Mais en l’état de la réglementation, l’autoconsommation collective est-elle malgré tout intéressante ? Oui, répond André Joffre, notamment dans les zones d’activités où, outre l’économie générée (de l’ordre de 30 %), un projet collectif de centrale solaire crée aussi du lien social. Le pionnier du solaire imagine aussi des méthodes originales de financement de l’autoconsommation collective dans le logement social. Et, au-delà, il anticipe le développement de technologies de réseaux virtuels sur les réseaux publics, technologies au marché formidable dans un contexte où l’électricité solaire couplée au stockage par batterie sera très prochainement compétitive dans une grande partie du monde face à tout autre moyen de production.

Précisons enfin que l’autoconsommation collective ne s’applique pas qu’au solaire photovoltaïque : on peut imaginer notamment qu’un village entier se dote d’une éolienne, ou d’une turbine au fil de l’eau. Et les acteurs de l’énergie, dans le souci d’acquérir des compétences dans la gestion de l’autoconsommation collective, sont probablement enclins à recevoir des porteurs de projets.


[1] Le Turpe est payé par tous les consommateurs. Intégré dans le tarif de l’électricité il n’est pas visible sur votre facture. La contribution tarifaire d’acheminement (CTA), nommée de façon trompeuse, cache un prélèvement destiné à financer les retraites de l’industrie électrique et gazière. La personne morale organisatrice du projet doit transmettre les informations d’autoconsommation au fournisseur « classique » des parties prenantes. Ce dernier ajoute à sa facture les taxes et contributions liées à la partie autoconsommée. Pour certaines contributions, les taux d’application sont spécifiques à l’autoconsommation.
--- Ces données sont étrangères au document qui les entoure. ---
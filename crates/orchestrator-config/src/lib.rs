// orchestrator-config/src/lib.rs

use regex::Regex;
use std::env;
use std::path::Path;
use thiserror::Error;
use tracing::debug;

pub use orchestrator_types::OrchestratorConfig;

/// Storage backends the service knows how to build.
pub const KNOWN_STORAGE_BACKENDS: &[&str] = &["memory", "file"];

#[derive(Error, Debug)]
pub enum ConfigError {
	#[error("File not found: {0}")]
	FileNotFound(String),

	#[error("Parse error: {0}")]
	ParseError(String),

	#[error("Validation error: {0}")]
	ValidationError(String),

	#[error("Environment variable not found: {0}")]
	EnvVarNotFound(String),

	#[error("IO error: {0}")]
	IoError(#[from] std::io::Error),
}

/// Configuration loader with environment variable substitution
pub struct ConfigLoader {
	file_path: Option<String>,
	env_prefix: String,
}

impl Default for ConfigLoader {
	fn default() -> Self {
		Self::new()
	}
}

impl ConfigLoader {
	pub fn new() -> Self {
		Self {
			file_path: None,
			env_prefix: "ORCHESTRATOR_".to_string(),
		}
	}

	pub fn with_file<P: AsRef<Path>>(mut self, path: P) -> Self {
		self.file_path = Some(path.as_ref().to_string_lossy().to_string());
		self
	}

	pub fn with_env_prefix(mut self, prefix: impl Into<String>) -> Self {
		self.env_prefix = prefix.into();
		self
	}

	pub async fn load(&self) -> Result<OrchestratorConfig, ConfigError> {
		// Load base configuration from file
		let mut config = if let Some(file_path) = &self.file_path {
			self.load_from_file(file_path).await?
		} else {
			return Err(ConfigError::FileNotFound(
				"No configuration file specified".to_string(),
			));
		};

		self.apply_env_overrides(&mut config)?;
		validate_config(&config)?;

		Ok(config)
	}

	/// Parses configuration text, substituting `${VAR}` references and
	/// applying overrides, without touching the filesystem.
	pub fn load_from_str(&self, content: &str) -> Result<OrchestratorConfig, ConfigError> {
		let substituted = self.substitute_env_vars(content)?;
		let mut config: OrchestratorConfig =
			toml::from_str(&substituted).map_err(|e| ConfigError::ParseError(e.to_string()))?;

		self.apply_env_overrides(&mut config)?;
		validate_config(&config)?;

		Ok(config)
	}

	async fn load_from_file(&self, file_path: &str) -> Result<OrchestratorConfig, ConfigError> {
		let content = match tokio::fs::read_to_string(file_path).await {
			Ok(content) => content,
			Err(e) if e.kind() == std::io::ErrorKind::NotFound => {
				return Err(ConfigError::FileNotFound(file_path.to_string()))
			}
			Err(e) => return Err(e.into()),
		};

		let substituted_content = self.substitute_env_vars(&content)?;

		let config: OrchestratorConfig = toml::from_str(&substituted_content)
			.map_err(|e| ConfigError::ParseError(e.to_string()))?;

		Ok(config)
	}

	fn substitute_env_vars(&self, content: &str) -> Result<String, ConfigError> {
		let mut result = content.to_string();

		// Find and replace ${VAR_NAME} patterns
		let re = Regex::new(r"\$\{([^}]+)\}").map_err(|e| ConfigError::ParseError(e.to_string()))?;

		for cap in re.captures_iter(content) {
			let full_match = &cap[0];
			let var_name = &cap[1];

			let env_value = env::var(var_name)
				.map_err(|_| ConfigError::EnvVarNotFound(var_name.to_string()))?;

			result = result.replace(full_match, &env_value);
		}

		Ok(result)
	}

	fn apply_env_overrides(&self, config: &mut OrchestratorConfig) -> Result<(), ConfigError> {
		if let Ok(log_level) = env::var(format!("{}LOG_LEVEL", self.env_prefix)) {
			debug!("Overriding log level from environment");
			config.service.log_level = log_level;
		}

		if let Ok(http_port) = env::var(format!("{}HTTP_PORT", self.env_prefix)) {
			config.service.http_port = http_port
				.parse()
				.map_err(|e| ConfigError::ValidationError(format!("Invalid HTTP port: {}", e)))?;
		}

		if let Ok(timeout) = env::var(format!("{}EVENT_TIMEOUT_SECS", self.env_prefix)) {
			config.engine.event_timeout_secs = timeout.parse().map_err(|e| {
				ConfigError::ValidationError(format!("Invalid event timeout: {}", e))
			})?;
		}

		Ok(())
	}
}

/// Checks cross-field constraints serde cannot express.
pub fn validate_config(config: &OrchestratorConfig) -> Result<(), ConfigError> {
	if config.engine.event_timeout_secs == 0 {
		return Err(ConfigError::ValidationError(
			"engine.event_timeout_secs must be greater than zero".to_string(),
		));
	}

	if config.engine.max_event_count == 0 {
		return Err(ConfigError::ValidationError(
			"engine.max_event_count must be at least 1".to_string(),
		));
	}

	if config.engine.default_event_count > config.engine.max_event_count {
		return Err(ConfigError::ValidationError(format!(
			"engine.default_event_count ({}) exceeds engine.max_event_count ({})",
			config.engine.default_event_count, config.engine.max_event_count
		)));
	}

	if config.outbox.queue_name.trim().is_empty() {
		return Err(ConfigError::ValidationError(
			"outbox.queue_name must not be empty".to_string(),
		));
	}

	if config.outbox.workers == 0 {
		return Err(ConfigError::ValidationError(
			"outbox.workers must be at least 1".to_string(),
		));
	}

	if config.outbox.max_attempts == 0 || config.dispatcher.enqueue_max_attempts == 0 {
		return Err(ConfigError::ValidationError(
			"attempt limits must be at least 1".to_string(),
		));
	}

	if config.outbox.initial_backoff_ms > config.outbox.max_backoff_ms {
		return Err(ConfigError::ValidationError(
			"outbox.initial_backoff_ms exceeds outbox.max_backoff_ms".to_string(),
		));
	}

	if !KNOWN_STORAGE_BACKENDS.contains(&config.storage.backend.as_str()) {
		return Err(ConfigError::ValidationError(format!(
			"Unknown storage backend: {}",
			config.storage.backend
		)));
	}

	if config.storage.backend == "file" && config.storage.config.get("storage_path").is_none() {
		return Err(ConfigError::ValidationError(
			"file storage requires storage.config.storage_path".to_string(),
		));
	}

	Ok(())
}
[2] Le 15 novembre 2018, Enerplan, le syndicat des professionnels du solaire, dont André Joffre est administrateur, a adressé au Conseil d’État un recours demandant l’annulation de la délibération par laquelle le régulateur a fixé un tarif d’utilisation des réseaux publics d’électricité (Turpe) pour l’autoconsommation collective, mesure considérée comme « punitive ».